2020-04-23 19:43:42

by Chuck Lever III

[permalink] [raw]
Subject: [PATCH RFC2 1/2] SUNRPC: Set SOFTCONN when destroying GSS contexts

Prevent a (temporary) hang when shutting down an rpc_clnt that has
used one or more GSS creds.

I noticed that callers of rpc_call_null_helper() use a common set of
flags, so I collected them all in that helper function.

Signed-off-by: Chuck Lever <[email protected]>
---
net/sunrpc/auth_gss/auth_gss.c | 2 +-
net/sunrpc/clnt.c | 10 ++++------
2 files changed, 5 insertions(+), 7 deletions(-)

diff --git a/net/sunrpc/auth_gss/auth_gss.c b/net/sunrpc/auth_gss/auth_gss.c
index ac5cac0dd24b..16cec9755b86 100644
--- a/net/sunrpc/auth_gss/auth_gss.c
+++ b/net/sunrpc/auth_gss/auth_gss.c
@@ -1285,7 +1285,7 @@ static void gss_pipe_free(struct gss_pipe *p)
ctx->gc_proc = RPC_GSS_PROC_DESTROY;

task = rpc_call_null(gss_auth->client, &new->gc_base,
- RPC_TASK_ASYNC|RPC_TASK_SOFT);
+ RPC_TASK_ASYNC);
if (!IS_ERR(task))
rpc_put_task(task);

diff --git a/net/sunrpc/clnt.c b/net/sunrpc/clnt.c
index 325a0858700f..ddc98b97c170 100644
--- a/net/sunrpc/clnt.c
+++ b/net/sunrpc/clnt.c
@@ -2742,7 +2742,8 @@ struct rpc_task *rpc_call_null_helper(struct rpc_clnt *clnt,
.rpc_op_cred = cred,
.callback_ops = (ops != NULL) ? ops : &rpc_default_ops,
.callback_data = data,
- .flags = flags | RPC_TASK_NULLCREDS,
+ .flags = flags | RPC_TASK_SOFT | RPC_TASK_SOFTCONN |
+ RPC_TASK_NULLCREDS,
};

return rpc_run_task(&task_setup_data);
@@ -2805,8 +2806,7 @@ int rpc_clnt_test_and_add_xprt(struct rpc_clnt *clnt,
goto success;
}

- task = rpc_call_null_helper(clnt, xprt, NULL,
- RPC_TASK_SOFT|RPC_TASK_SOFTCONN|RPC_TASK_ASYNC|RPC_TASK_NULLCREDS,
+ task = rpc_call_null_helper(clnt, xprt, NULL, RPC_TASK_ASYNC,
&rpc_cb_add_xprt_call_ops, data);
if (IS_ERR(task))
return PTR_ERR(task);
@@ -2850,9 +2850,7 @@ int rpc_clnt_setup_test_and_add_xprt(struct rpc_clnt *clnt,
goto out_err;

/* Test the connection */
- task = rpc_call_null_helper(clnt, xprt, NULL,
- RPC_TASK_SOFT | RPC_TASK_SOFTCONN | RPC_TASK_NULLCREDS,
- NULL, NULL);
+ task = rpc_call_null_helper(clnt, xprt, NULL, 0, NULL, NULL);
if (IS_ERR(task)) {
status = PTR_ERR(task);
goto out_err;


2020-04-23 19:43:46

by Chuck Lever III

[permalink] [raw]
Subject: [PATCH RFC2 2/2] sunrpc: Ensure signalled RPC tasks exit

If an RPC task is signaled while it is running and the transport is
not connected, it will never sleep and never be terminated. This can
happen when a RPC transport is shut down: the remaining tasks are
signalled, but the transport is disconnected.
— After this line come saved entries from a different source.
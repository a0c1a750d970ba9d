//! Engine-level error taxonomy

use thiserror::Error;

use crate::store::StoreError;

/// Errors surfaced by the dispatch engine.
///
/// Every failure reaches the caller typed; the only silent degradation in
/// the engine is the shaper's empty-table fallback for a sort or filter
/// field the backing collection legitimately lacks.
#[derive(Error, Debug)]
pub enum EngineError {
    /// The requested category key is not registered.
    #[error("unknown category '{0}'")]
    UnknownCategory(String),

    /// A year-scoped category was queried without a year selection.
    #[error("category '{0}' requires a year selection")]
    MissingYear(String),

    /// The backing store failed to execute a read.
    #[error("store unavailable: {0}")]
    StoreUnavailable(#[from] StoreError),

    /// The records returned by the store do not match the shape the
    /// registry promised. Indicates drift to fix upstream, never repaired
    /// here.
    #[error("malformed result: {0}")]
    MalformedResult(String),
}
//! Data access for the movie analytics engine
//!
//! Concrete [`DataStore`](mx_core::DataStore) implementations plus the two
//! components that touch the store: the result shaper and the year-range
//! resolver.

pub mod range;
pub mod shaper;
pub mod stores;

// Re-exports
pub use range::resolve_range;
pub use shaper::shape;
pub use stores::{MemoryStore, SqliteStore};
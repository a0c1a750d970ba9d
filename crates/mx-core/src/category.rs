//! Category metadata: what each selectable analytics view reads and shows

use serde::{Deserialize, Serialize};

/// Discriminant of a category's data shape.
#[derive(Debug, Clone, Copy, PartialEq, Eq, Hash, Serialize, Deserialize)]
#[serde(rename_all = "kebab-case")]
pub enum CategoryKind {
    RankedEntities,
    TimeSeriesCount,
    TimeSeriesMax,
    DualMetricRanked,
}

/// A category's data shape together with the backing field names it reads.
///
/// This is the closed dispatch point of the engine: each component does
/// one exhaustive `match` over it, and a kind's required fields exist by
/// construction instead of by lookup in a loose field map.
#[derive(Debug, Clone, PartialEq, Serialize, Deserialize)]
pub enum CategoryShape {
    /// Top-K entities for a selected year, ranked by one metric.
    RankedEntities {
        /// Entity label field (x-axis), e.g. `primaryTitle`
        entity: String,
        /// Average rating field (color channel, rating sort)
        rating: String,
        /// Vote count field (votes sort)
        votes: String,
        /// The category's primary ranked metric; the `relevance` sort
        /// target, distinct per category
        relevance: String,
        /// Year field the query filters on
        year: String,
    },

    /// Top-K entities for a selected year with two side-by-side metrics.
    DualMetricRanked {
        entity: String,
        rating: String,
        votes: String,
        /// First of the paired metrics, e.g. `budget`
        first: String,
        /// Second of the paired metrics, e.g. `revenue`
        second: String,
        /// Which of the pair is the `relevance` sort target
        relevance: String,
        year: String,
    },

    /// Pre-counted records per year, filtered to one title type.
    TimeSeriesCount {
        year: String,
        count: String,
        /// Field holding the title type tag
        title_type_field: String,
        /// Fixed equality value, e.g. `movie` or `tvSeries`
        title_type: String,
    },

    /// Yearly maximum of one metric, computed by aggregation.
    TimeSeriesMax { year: String, metric: String },
}

impl CategoryShape {
    pub fn kind(&self) -> CategoryKind {
        match self {
            CategoryShape::RankedEntities { .. } => CategoryKind::RankedEntities,
            CategoryShape::DualMetricRanked { .. } => CategoryKind::DualMetricRanked,
            CategoryShape::TimeSeriesCount { .. } => CategoryKind::TimeSeriesCount,
            CategoryShape::TimeSeriesMax { .. } => CategoryKind::TimeSeriesMax,
        }
    }

    /// Whether requests against this shape are scoped to one year.
    /// Time-series shapes span the whole axis instead.
    pub fn supports_year_filter(&self) -> bool {
        matches!(
            self,
            CategoryShape::RankedEntities { .. } | CategoryShape::DualMetricRanked { .. }
        )
    }

    /// Whether the sort-mode selector applies to this shape.
    pub fn supports_sort_mode(&self) -> bool {
        matches!(
            self,
            CategoryShape::RankedEntities { .. } | CategoryShape::DualMetricRanked { .. }
        )
    }

    /// The backing field holding the year dimension.
    pub fn year_field(&self) -> &str {
        match self {
            CategoryShape::RankedEntities { year, .. }
            | CategoryShape::DualMetricRanked { year, .. }
            | CategoryShape::TimeSeriesCount { year, .. }
            | CategoryShape::TimeSeriesMax { year, .. } => year,
        }
    }
}

/// Immutable descriptor of one selectable category.
#[derive(Debug, Clone, PartialEq, Serialize, Deserialize)]
pub struct CategorySpec {
    /// Unique key, e.g. `top_movies`
    pub key: String,
    /// Human-readable label, e.g. `Top Movies by Year`
    pub label: String,
    /// Backing collection the category reads
    pub collection: String,
    pub shape: CategoryShape,
}

impl CategorySpec {
    pub fn kind(&self) -> CategoryKind {
        self.shape.kind()
    }

    pub fn supports_year_filter(&self) -> bool {
        self.shape.supports_year_filter()
    }

    pub fn supports_sort_mode(&self) -> bool {
        self.shape.supports_sort_mode()
    }
}

#[cfg(test)]
mod tests {
    use super::*;

    #[test]
    fn test_time_series_shapes_ignore_year_filter() {
        let shape = CategoryShape::TimeSeriesCount {
            year: "startYear".into(),
            count: "count".into(),
            title_type_field: "titleType".into(),
            title_type: "movie".into(),
        };
        assert!(!shape.supports_year_filter());
        assert!(!shape.supports_sort_mode());
        assert_eq!(shape.kind(), CategoryKind::TimeSeriesCount);
        assert_eq!(shape.year_field(), "startYear");
    }
}
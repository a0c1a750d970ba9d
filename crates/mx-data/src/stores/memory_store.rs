//! In-process data store
//!
//! Holds collections as plain record vectors. This is the fake-store seam
//! the engine is tested through, and it doubles as a zero-setup backend
//! for demos.

use std::cmp::Ordering;
use std::collections::BTreeMap;

use ahash::AHashMap;

use mx_core::{
    DataStore, FindQuery, PipelineQuery, Record, Scalar, SortDirection, StoreError,
};

use super::interpret_stages;

/// Read-only store over in-memory collections.
#[derive(Debug, Clone, Default)]
pub struct MemoryStore {
    collections: AHashMap<String, Vec<Record>>,
}

impl MemoryStore {
    pub fn new() -> Self {
        Self::default()
    }

    /// Builder-style collection registration for fixtures.
    pub fn with_collection(mut self, name: &str, records: Vec<Record>) -> Self {
        self.insert_collection(name, records);
        self
    }

    pub fn insert_collection(&mut self, name: &str, records: Vec<Record>) {
        self.collections.insert(name.to_owned(), records);
    }

    fn collection(&self, name: &str) -> Result<&[Record], StoreError> {
        self.collections
            .get(name)
            .map(Vec::as_slice)
            .ok_or_else(|| StoreError::UnknownCollection(name.to_owned()))
    }

    /// A field no record of the collection carries does not exist for
    /// this collection's shape.
    fn check_field(
        records: &[Record],
        collection: &str,
        field: &str,
    ) -> Result<(), StoreError> {
        if records.is_empty() || records.iter().any(|record| record.contains_key(field)) {
            Ok(())
        } else {
            Err(StoreError::UnknownField {
                collection: collection.to_owned(),
                field: field.to_owned(),
            })
        }
    }
}

#[async_trait::async_trait]
impl DataStore for MemoryStore {
    async fn run_query(&self, query: &FindQuery) -> Result<Vec<Record>, StoreError> {
        let records = self.collection(&query.collection)?;
        for clause in &query.filter {
            Self::check_field(records, &query.collection, &clause.field)?;
        }
        Self::check_field(records, &query.collection, &query.sort.field)?;

        let mut matched: Vec<&Record> = records
            .iter()
            .filter(|record| {
                query.filter.iter().all(|clause| {
                    record
                        .get(&clause.field)
                        .and_then(|value| value.compare(&clause.value))
                        == Some(Ordering::Equal)
                })
            })
            .collect();

        // Stable sort: ties and incomparable values keep insertion order,
        // records without the sort field go last.
        matched.sort_by(|a, b| {
            let ordering = match (a.get(&query.sort.field), b.get(&query.sort.field)) {
                (Some(a), Some(b)) => a.compare(b).unwrap_or(Ordering::Equal),
                (Some(_), None) => Ordering::Less,
                (None, Some(_)) => Ordering::Greater,
                (None, None) => Ordering::Equal,
            };
            match query.sort.direction {
                SortDirection::Ascending => ordering,
                SortDirection::Descending => ordering.reverse(),
            }
        });

        if let Some(limit) = query.limit {
            matched.truncate(limit as usize);
        }

        Ok(matched
            .into_iter()
            .map(|record| project(record, &query.projection))
            .collect())
    }

    async fn run_pipeline(&self, pipeline: &PipelineQuery) -> Result<Vec<Record>, StoreError> {
        let records = self.collection(&pipeline.collection)?;
        let (group, order) = interpret_stages(&pipeline.stages)?;
        Self::check_field(records, &pipeline.collection, group.by)?;
        Self::check_field(records, &pipeline.collection, group.field)?;

        // Integer group keys keep the map ordered by year out of the box.
        let mut maxima: BTreeMap<i64, Scalar> = BTreeMap::new();
        for record in records {
            let Some(key) = record.get(group.by).and_then(Scalar::as_i64) else {
                continue;
            };
            let Some(value) = record.get(group.field) else {
                continue;
            };
            match maxima.get(&key) {
                Some(current) if current.compare(value) != Some(Ordering::Less) => {}
                _ => {
                    maxima.insert(key, value.clone());
                }
            }
        }

        let mut output: Vec<Record> = maxima
            .into_iter()
            .map(|(key, value)| {
                let mut record = Record::new();
                record.insert(group.by.to_owned(), Scalar::Int(key));
                record.insert(group.field.to_owned(), value);
                record
            })
            .collect();

        if let Some(sort) = order {
            if sort.field != group.by && sort.field != group.field {
                return Err(StoreError::UnsupportedPipeline(format!(
                    "sort field '{}' is not produced by the group stage",
                    sort.field
                )));
            }
            output.sort_by(|a, b| {
                let ordering = match (a.get(sort.field), b.get(sort.field)) {
                    (Some(a), Some(b)) => a.compare(b).unwrap_or(Ordering::Equal),
                    _ => Ordering::Equal,
                };
                match sort.direction {
                    SortDirection::Ascending => ordering,
                    SortDirection::Descending => ordering.reverse(),
                }
            });
        }

        Ok(output)
    }

    async fn distinct_values(
        &self,
        collection: &str,
        field: &str,
    ) -> Result<Vec<Scalar>, StoreError> {
        let records = self.collection(collection)?;
        Self::check_field(records, collection, field)?;

        let mut values: Vec<Scalar> = Vec::new();
        for record in records {
            if let Some(value) = record.get(field) {
                if !values.contains(value) {
                    values.push(value.clone());
                }
            }
        }
        Ok(values)
    }
}

fn project(record: &Record, projection: &[String]) -> Record {
    projection
        .iter()
        .filter_map(|field| {
            record
                .get(field)
                .map(|value| (field.clone(), value.clone()))
        })
        .collect()
}

#[cfg(test)]
mod tests {
    use super::*;
    use mx_core::{FilterClause, PipelineStage, SortKey};

    fn movie(title: &str, rating: f64, votes: i64, total: i64, year: i64) -> Record {
        Record::from_iter([
            ("primaryTitle".to_owned(), Scalar::Text(title.to_owned())),
            ("averageRating".to_owned(), Scalar::Float(rating)),
            ("numVotes".to_owned(), Scalar::Int(votes)),
            ("totalRatings".to_owned(), Scalar::Int(total)),
            ("startYear".to_owned(), Scalar::Int(year)),
        ])
    }

    fn store() -> MemoryStore {
        MemoryStore::new().with_collection(
            "top_movies",
            vec![
                movie("Alpha", 8.1, 1200, 5000, 2020),
                movie("Beta", 7.4, 3400, 9000, 2020),
                movie("Gamma", 9.0, 800, 2000, 2020),
                movie("Delta", 6.5, 9100, 7000, 2019),
            ],
        )
    }

    fn ranked_query(sort_field: &str, limit: Option<u64>) -> FindQuery {
        FindQuery {
            collection: "top_movies".into(),
            filter: vec![FilterClause {
                field: "startYear".into(),
                value: Scalar::Int(2020),
            }],
            projection: vec!["primaryTitle".into(), sort_field.to_owned()],
            sort: SortKey {
                field: sort_field.to_owned(),
                direction: SortDirection::Descending,
            },
            limit,
        }
    }

    #[tokio::test]
    async fn test_filter_sort_limit() {
        let records = store()
            .run_query(&ranked_query("totalRatings", Some(2)))
            .await
            .unwrap();
        assert_eq!(records.len(), 2);
        assert_eq!(records[0]["primaryTitle"], Scalar::Text("Beta".into()));
        assert_eq!(records[1]["primaryTitle"], Scalar::Text("Alpha".into()));
    }

    #[tokio::test]
    async fn test_sort_field_absent_from_collection() {
        let err = store()
            .run_query(&ranked_query("budget", None))
            .await
            .unwrap_err();
        assert!(matches!(err, StoreError::UnknownField { field, .. } if field == "budget"));
    }

    #[tokio::test]
    async fn test_unknown_collection() {
        let err = store()
            .distinct_values("top_podcasts", "startYear")
            .await
            .unwrap_err();
        assert!(matches!(err, StoreError::UnknownCollection(_)));
    }

    #[tokio::test]
    async fn test_group_max_orders_by_year() {
        let pipeline = PipelineQuery {
            collection: "top_movies".into(),
            stages: vec![
                PipelineStage::GroupMax {
                    by: "startYear".into(),
                    field: "numVotes".into(),
                },
                PipelineStage::Sort {
                    field: "startYear".into(),
                    direction: SortDirection::Ascending,
                },
            ],
        };
        let records = store().run_pipeline(&pipeline).await.unwrap();
        assert_eq!(records.len(), 2);
        assert_eq!(records[0]["startYear"], Scalar::Int(2019));
        assert_eq!(records[0]["numVotes"], Scalar::Int(9100));
        assert_eq!(records[1]["startYear"], Scalar::Int(2020));
        assert_eq!(records[1]["numVotes"], Scalar::Int(3400));
    }

    #[tokio::test]
    async fn test_distinct_values_deduplicate() {
        let years = store()
            .distinct_values("top_movies", "startYear")
            .await
            .unwrap();
        assert_eq!(years.len(), 2);
        assert!(years.contains(&Scalar::Int(2020)));
        assert!(years.contains(&Scalar::Int(2019)));
    }
}
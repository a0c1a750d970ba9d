//! Concrete store implementations

pub mod memory_store;
pub mod sqlite_store;

pub use memory_store::MemoryStore;
pub use sqlite_store::SqliteStore;

use mx_core::{PipelineStage, SortDirection, StoreError};

/// The group stage of an interpreted pipeline.
pub(crate) struct GroupStage<'a> {
    pub by: &'a str,
    pub field: &'a str,
}

/// The trailing order stage of an interpreted pipeline.
pub(crate) struct OrderStage<'a> {
    pub field: &'a str,
    pub direction: SortDirection,
}

/// Interpret the stage sequence both stores support: exactly one
/// group-max, optionally followed by a sort over its output.
pub(crate) fn interpret_stages(
    stages: &[PipelineStage],
) -> Result<(GroupStage<'_>, Option<OrderStage<'_>>), StoreError> {
    let mut group = None;
    let mut order = None;
    for stage in stages {
        match stage {
            PipelineStage::GroupMax { by, field } => {
                if group.is_some() {
                    return Err(StoreError::UnsupportedPipeline(
                        "more than one group stage".into(),
                    ));
                }
                if order.is_some() {
                    return Err(StoreError::UnsupportedPipeline(
                        "group stage after sort stage".into(),
                    ));
                }
                group = Some(GroupStage { by, field });
            }
            PipelineStage::Sort { field, direction } => {
                order = Some(OrderStage {
                    field,
                    direction: *direction,
                });
            }
        }
    }
    let Some(group) = group else {
        return Err(StoreError::UnsupportedPipeline(
            "pipeline has no group stage".into(),
        ));
    };
    Ok((group, order))
}
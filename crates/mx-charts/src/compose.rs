//! Maps shaped tables to chart specifications
//!
//! One exhaustive dispatch over the category shape. The composer is
//! total: anything it cannot fulfil becomes the no-data placeholder, so a
//! partially built chart never reaches the caller.

use mx_core::{CategoryShape, CategorySpec, ResultTable};

use crate::spec::{AxisLabels, ChartKind, ChartOption, ChartSpec, Series};

/// Continuous scale applied to ranked charts' rating color channel.
const RATING_COLOR_SCALE: &str = "purples";

/// Compose the chart for one category and its shaped table.
///
/// `option` only matters for time-series shapes; `year` only feeds the
/// title of year-scoped shapes.
pub fn compose(
    spec: &CategorySpec,
    table: &ResultTable,
    option: ChartOption,
    year: Option<i64>,
) -> ChartSpec {
    if table.is_empty() {
        return ChartSpec::no_data();
    }

    match &spec.shape {
        CategoryShape::RankedEntities {
            entity,
            rating,
            relevance,
            ..
        } => {
            let (Some(x), Some(y), Some(color)) = (
                table.scalars(entity),
                table.numbers(relevance),
                table.numbers(rating),
            ) else {
                return ChartSpec::no_data();
            };
            ChartSpec {
                kind: ChartKind::Bar,
                title: Some(scoped_title(&spec.label, year)),
                axes: AxisLabels {
                    x: entity.clone(),
                    y: relevance.clone(),
                },
                series: vec![Series {
                    name: None,
                    x,
                    y,
                    color: Some(color),
                }],
                color_scale: Some(RATING_COLOR_SCALE.to_owned()),
            }
        }

        CategoryShape::DualMetricRanked {
            entity,
            first,
            second,
            ..
        } => {
            let (Some(x), Some(first_values), Some(second_values)) = (
                table.scalars(entity),
                table.numbers(first),
                table.numbers(second),
            ) else {
                return ChartSpec::no_data();
            };
            ChartSpec {
                kind: ChartKind::GroupedBar,
                title: Some(scoped_title(&spec.label, year)),
                axes: AxisLabels {
                    x: entity.clone(),
                    y: format!("{} / {}", first, second),
                },
                series: vec![
                    Series {
                        name: Some(first.clone()),
                        x: x.clone(),
                        y: first_values,
                        color: None,
                    },
                    Series {
                        name: Some(second.clone()),
                        x,
                        y: second_values,
                        color: None,
                    },
                ],
                color_scale: None,
            }
        }

        CategoryShape::TimeSeriesCount { year: year_field, count, .. } => {
            time_series(spec, table, option, year_field, count)
        }

        CategoryShape::TimeSeriesMax { year: year_field, metric } => {
            time_series(spec, table, option, year_field, metric)
        }
    }
}

fn time_series(
    spec: &CategorySpec,
    table: &ResultTable,
    option: ChartOption,
    year_field: &str,
    value_field: &str,
) -> ChartSpec {
    let (Some(x), Some(y)) = (table.scalars(year_field), table.numbers(value_field)) else {
        return ChartSpec::no_data();
    };
    ChartSpec {
        kind: match option {
            ChartOption::Bar => ChartKind::Bar,
            ChartOption::Line => ChartKind::Line,
        },
        // time series span all years, so no year in the title
        title: Some(spec.label.clone()),
        axes: AxisLabels {
            x: year_field.to_owned(),
            y: value_field.to_owned(),
        },
        series: vec![Series {
            name: None,
            x,
            y,
            color: None,
        }],
        color_scale: None,
    }
}

fn scoped_title(label: &str, year: Option<i64>) -> String {
    match year {
        Some(year) => format!("{} ({})", label, year),
        None => label.to_owned(),
    }
}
Signed-off-by: Chuck Lever <[email protected]>
---
include/linux/sunrpc/sched.h | 3 ++-
net/sunrpc/sched.c | 14 ++++++--------
2 files changed, 8 insertions(+), 9 deletions(-)

diff --git a/include/linux/sunrpc/sched.h b/include/linux/sunrpc/sched.h
index df696efdd675..9f5e48f154c5 100644
--- a/include/linux/sunrpc/sched.h
+++ b/include/linux/sunrpc/sched.h
@@ -170,7 +170,8 @@ struct rpc_task_setup {

#define RPC_IS_ACTIVATED(t) test_bit(RPC_TASK_ACTIVE, &(t)->tk_runstate)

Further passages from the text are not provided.